Metabolic and Endocrine Effects

Hyperprolactinemia

• Monitor for galactorrhea, amenorrhea, gynecomastia, and sexual dysfunction 4.
• Prolactin elevation persists during chronic administration and may be associated with increased breast cancer risk in susceptible individuals 4.

Weight Gain and Metabolic Syndrome

• Although less prominent than with atypical antipsychotics, monitor weight, glucose, and lipids at baseline, 3 months, and annually 1.

Anticholinergic Effects

• Watch for dry mouth, constipation, urinary retention, blurred vision, confusion, and paradoxical agitation 1.
• Anticholinergic burden worsens cognitive function in elderly patients and those with dementia 1, 8.

Respiratory Depression

• Risk increases when haloperidol is combined with benzodiazepines or opioids 1.
• Haloperidol alone has lower respiratory depression risk than benzodiazepines 1.

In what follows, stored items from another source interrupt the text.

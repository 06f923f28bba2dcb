/*
 *  module/locator.rs
 *
 *  BoardWalk - the right module for the board
 *  (c) 2020-26 Stuart Hunter
 *
 *  Walks the variant priority chain for one module id
 *
 *  This program is free software: you can redistribute it and/or modify
 *  it under the terms of the GNU General Public License as published by
 *  the Free Software Foundation, either version 3 of the License, or
 *  (at your option) any later version.
 *
 *  This program is distributed in the hope that it will be useful,
 *  but WITHOUT ANY WARRANTY; without even the implied warranty of
 *  MERCHANTABILITY or FITNESS FOR A PARTICULAR PURPOSE.  See the
 *  GNU General Public License for more details.
 *
 *  See <http://www.gnu.org/licenses/> to get a copy of the GNU General
 *  Public License.
 *
 */

use std::env;
use std::path::PathBuf;

use log::{debug, info, warn};

use crate::config::PropertyStore;

use super::error::LocateError;
use super::loader::{DynamicImageLoader, ImageLoader, LoadedModule, ModuleLoader};
use super::variant::{VariantSource, default_sources};

/// Longest variant value used for path construction. Longer values are
/// truncated, not rejected.
pub const MAX_VARIANT_LEN: usize = 64;

/// Module directory used when `BOARDWALK_MODULE_PATH` is not set.
pub const SYSTEM_MODULE_DIR: &str = "/usr/lib/boardwalk/modules";

/// Platform shared-library suffix for module filenames.
pub fn module_suffix() -> &'static str {
    if cfg!(target_os = "macos") {
        "dylib"
    } else if cfg!(target_os = "windows") {
        "dll"
    } else {
        "so"
    }
}

/// Module directory: environment override first, system directory otherwise.
pub fn default_module_dir() -> PathBuf {
    match env::var("BOARDWALK_MODULE_PATH") {
        Ok(p) if !p.is_empty() => PathBuf::from(p),
        _ => PathBuf::from(SYSTEM_MODULE_DIR),
    }
}

/// Finds and loads the right variant of a capability module.
///
/// Holds one fixed module directory, one immutable variant chain, and a
/// read-only property store. Safe to call from multiple threads; nothing in
/// here mutates, and the platform loader refcounts repeated opens.
pub struct ModuleLocator<L: ImageLoader = DynamicImageLoader> {
    module_dir: PathBuf,
    sources: Vec<VariantSource>,
    store: Box<dyn PropertyStore>,
    loader: ModuleLoader<L>,
}

impl ModuleLocator<DynamicImageLoader> {
    /// Locator over the real dynamic-loading facility with the stock
    /// variant chain.
    pub fn new(module_dir: impl Into<PathBuf>, store: Box<dyn PropertyStore>) -> Self {
        Self::with_loader(module_dir, store, ModuleLoader::new())
    }
}

impl<L: ImageLoader> ModuleLocator<L> {
    /// Locator over a custom loader (tests, exotic platforms).
    pub fn with_loader(
        module_dir: impl Into<PathBuf>,
        store: Box<dyn PropertyStore>,
        loader: ModuleLoader<L>,
    ) -> Self {
        Self {
            module_dir: module_dir.into(),
            sources: default_sources(),
            store,
            loader,
        }
    }

    /// Replace the variant priority chain. Keep a `Fixed` entry last if the
    /// search must always have at least one candidate.
    pub fn with_sources(mut self, sources: Vec<VariantSource>) -> Self {
        self.sources = sources;
        self
    }

    /// Locate and load the module implementing `id`.
    ///
    /// Entries are tried strictly in chain order; the first candidate that
    /// opens and validates wins and later entries are never consulted.
    /// Entries whose variant is unavailable are skipped without touching the
    /// filesystem. Per-candidate failures are logged and swallowed; only
    /// exhaustion of the whole chain reaches the caller.
    pub fn locate(&self, id: &str) -> Result<LoadedModule<L::Image>, LocateError> {
        validate_id(id)?;

        for source in &self.sources {
            let Some(variant) = source.resolve(self.store.as_ref()) else {
                continue;
            };

            let path = self.candidate_path(id, &variant);
            debug!("locate: id={} trying variant '{}' ({})", id, variant, path.display());

            match self.loader.load(id, &path) {
                Ok(module) => {
                    info!(
                        "locate: id={} using variant '{}' ({})",
                        id,
                        variant,
                        module.info().name
                    );
                    return Ok(module);
                }
                Err(e) => {
                    warn!("locate: id={} variant '{}' rejected: {}", id, variant, e);
                }
            }
        }

        warn!("locate: id={} exhausted all variants", id);
        Err(LocateError::NotFound(id.to_string()))
    }

    /// `<module_dir>/<id>.<variant>.<suffix>`
    fn candidate_path(&self, id: &str, variant: &str) -> PathBuf {
        self.module_dir.join(format!(
            "{}.{}.{}",
            id,
            truncate_variant(variant),
            module_suffix()
        ))
    }
}

/// Ids are path components, never paths.
fn validate_id(id: &str) -> Result<(), LocateError> {
    if id.is_empty() || id.contains(['/', '\\']) {
        return Err(LocateError::InvalidId(id.to_string()));
    }
    Ok(())
}

/// Cut to `MAX_VARIANT_LEN` bytes without splitting a character.
fn truncate_variant(variant: &str) -> &str {
    if variant.len() <= MAX_VARIANT_LEN {
        return variant;
    }
    let mut end = MAX_VARIANT_LEN;
    while !variant.is_char_boundary(end) {
        end -= 1;
    }
    &variant[..end]
}
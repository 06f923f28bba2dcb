/*
 *  BoardWalk Backlight Module
 *
 *  A dynamically loadable capability module for the BoardWalk module
 *  system that controls display backlight brightness through sysfs.
 *
 *  This program is free software: you can redistribute it and/or modify
 *  it under the terms of the GNU General Public License as published by
 *  the Free Software Foundation, either version 3 of the License, or
 *  (at your option) any later version.
 */

//! # BoardWalk display backlight module
//!
//! The fallback (`default`) build of the `backlight` capability module,
//! driving the first backlight device the kernel exposes under
//! `/sys/class/backlight`. Installed as `backlight.default.so` in the
//! module directory.

use std::ffi::c_int;
use std::fs;
use std::path::PathBuf;

use boardwalk::module::ffi::ModuleDescriptor;

const BACKLIGHT_CLASS: &str = "/sys/class/backlight";

/// Descriptor found by the host under the well-known symbol name.
#[no_mangle]
pub static BOARDWALK_MODULE_INFO: ModuleDescriptor =
    ModuleDescriptor::new("backlight", "Sysfs backlight module", "Stuart Hunter");

/// First backlight device directory, if the kernel exposes one.
fn backlight_dir() -> Option<PathBuf> {
    let mut entries: Vec<_> = fs::read_dir(BACKLIGHT_CLASS)
        .ok()?
        .filter_map(|e| e.ok())
        .map(|e| e.path())
        .collect();
    entries.sort();
    entries.into_iter().next()
}

/// Set backlight brightness as a 0-100 percentage.
///
/// Values above 100 are clamped. Returns 0 on success, -1 when no
/// backlight device exists or sysfs rejects the write.
#[no_mangle]
pub extern "C" fn boardwalk_backlight_set(percent: c_int) -> c_int {
    let percent = percent.clamp(0, 100) as u64;

    let Some(dir) = backlight_dir() else {
        return -1;
    };

    let max = fs::read_to_string(dir.join("max_brightness"))
        .ok()
        .and_then(|s| s.trim().parse::<u64>().ok())
        .unwrap_or(255);

    let raw = max * percent / 100;
    match fs::write(dir.join("brightness"), raw.to_string()) {
        Ok(()) => 0,
        Err(_) => -1,
    }
}
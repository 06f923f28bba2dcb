/*
 *  module/mod.rs
 *
 *  BoardWalk - the right module for the board
 *  (c) 2020-26 Stuart Hunter
 *
 *  Variant-resolved loading of capability modules
 *
 *  This program is free software: you can redistribute it and/or modify
 *  it under the terms of the GNU General Public License as published by
 *  the Free Software Foundation, either version 3 of the License, or
 *  (at your option) any later version.
 *
 *  This program is distributed in the hope that it will be useful,
 *  but WITHOUT ANY WARRANTY; without even the implied warranty of
 *  MERCHANTABILITY or FITNESS FOR A PARTICULAR PURPOSE.  See the
 *  GNU General Public License for more details.
 *
 *  See <http://www.gnu.org/licenses/> to get a copy of the GNU General
 *  Public License.
 *
 */

//! Variant-resolved loading of capability modules
//!
//! A capability module is one logical feature (led, backlight, ...) packaged
//! as a shared library. Several builds of the same module can be installed
//! side by side, discriminated by a variant suffix in the filename.
//!
//! ## Architecture
//!
//! The subsystem is three layers:
//!
//! 1. **FFI layer** (`ffi.rs`) - the `#[repr(C)]` descriptor every module
//!    exports under a well-known symbol name
//! 2. **Loader** (`loader.rs`) - opens one candidate library and validates
//!    its descriptor against the requested module id
//! 3. **Locator** (`locator.rs`) - walks the variant priority chain and
//!    returns the first candidate that loads and validates
//!
//! ## Variant resolution
//!
//! Variants are tried in a fixed priority order (`variant.rs`):
//!
//! 1. the `board` property (e.g. `trout`)
//! 2. the `arch` property (e.g. `armv6`)
//! 3. the literal `default`
//!
//! Entries whose property is unset are skipped without touching the
//! filesystem; the trailing `default` entry always resolves, so the search
//! always has at least one candidate.
//!
//! ## Module naming convention
//!
//! `<module-dir>/<id>.<variant>.<suffix>`, e.g.
//!
//! - Linux: `led.trout.so`
//! - macOS: `led.trout.dylib`
//! - Windows: `led.trout.dll`

pub mod error;
pub mod ffi;
pub mod loader;
pub mod locator;
pub mod variant;

// Re-exports for convenience
pub use error::{LoadError, LocateError};
pub use ffi::{
    MODULE_ABI_MAJOR, MODULE_ABI_MINOR, MODULE_INFO_SYMBOL, MODULE_TAG, ModuleDescriptor,
};
pub use loader::{
    DynamicImage, DynamicImageLoader, ImageLoader, LoadedModule, ModuleImage, ModuleInfo,
    ModuleLoader,
};
pub use locator::{MAX_VARIANT_LEN, ModuleLocator, default_module_dir, module_suffix};
pub use variant::{DEFAULT_VARIANT, VariantSource, default_sources};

Monitoring Protocol Summary

Before Initiating Haloperidol

• Baseline ECG to assess QTc interval 1, 4, 5.
• CBC with differential to establish baseline WBC 4.
• Electrolytes (potassium, magnesium) to identify risk factors for QT prolongation 4.
• Liver function tests 1.
• Baseline movement examination to document any preexisting abnormalities 2.

During Treatment

• Daily in-person assessment for ongoing need, EPS, falls, sedation, and vital signs 1.
• ECG monitoring when using doses >5 mg or in high-risk patients (cumulative doses ≥100 mg, QTc >500 ms) 5.
• Monitor for EPS signs at every visit: tremor, rigidity, bradykinesia, akathisia, dystonia 1, 2.
• Tardive dyskinesia screening every 3–6 months using standardized scales 1, 2.
• CBC monitoring if patient develops fever, infection signs, or has risk factors for leukopenia 4.
• Reassess need for continued treatment periodically; use lowest effective dose for shortest duration 4.

Common Pitfalls to Avoid

• Do not exceed 5 mg/day in elderly patients, as higher doses provide no additional benefit and markedly increase adverse effects 1, 9.
• Do not combine high-dose haloperidol with benzodiazepines due to increased risk of respiratory depression and oversedation 1.
• Do not ignore early EPS signs; they predict higher risk of tardive dyskinesia with continued exposure 1, 2.
• Do not continue haloperidol indefinitely without reassessment; approximately 47% of patients are discharged on antipsychotics without clear indication 1.
• Do not use prophylactic anticholinergics routinely; reserve for treatment of significant symptoms after they develop 2.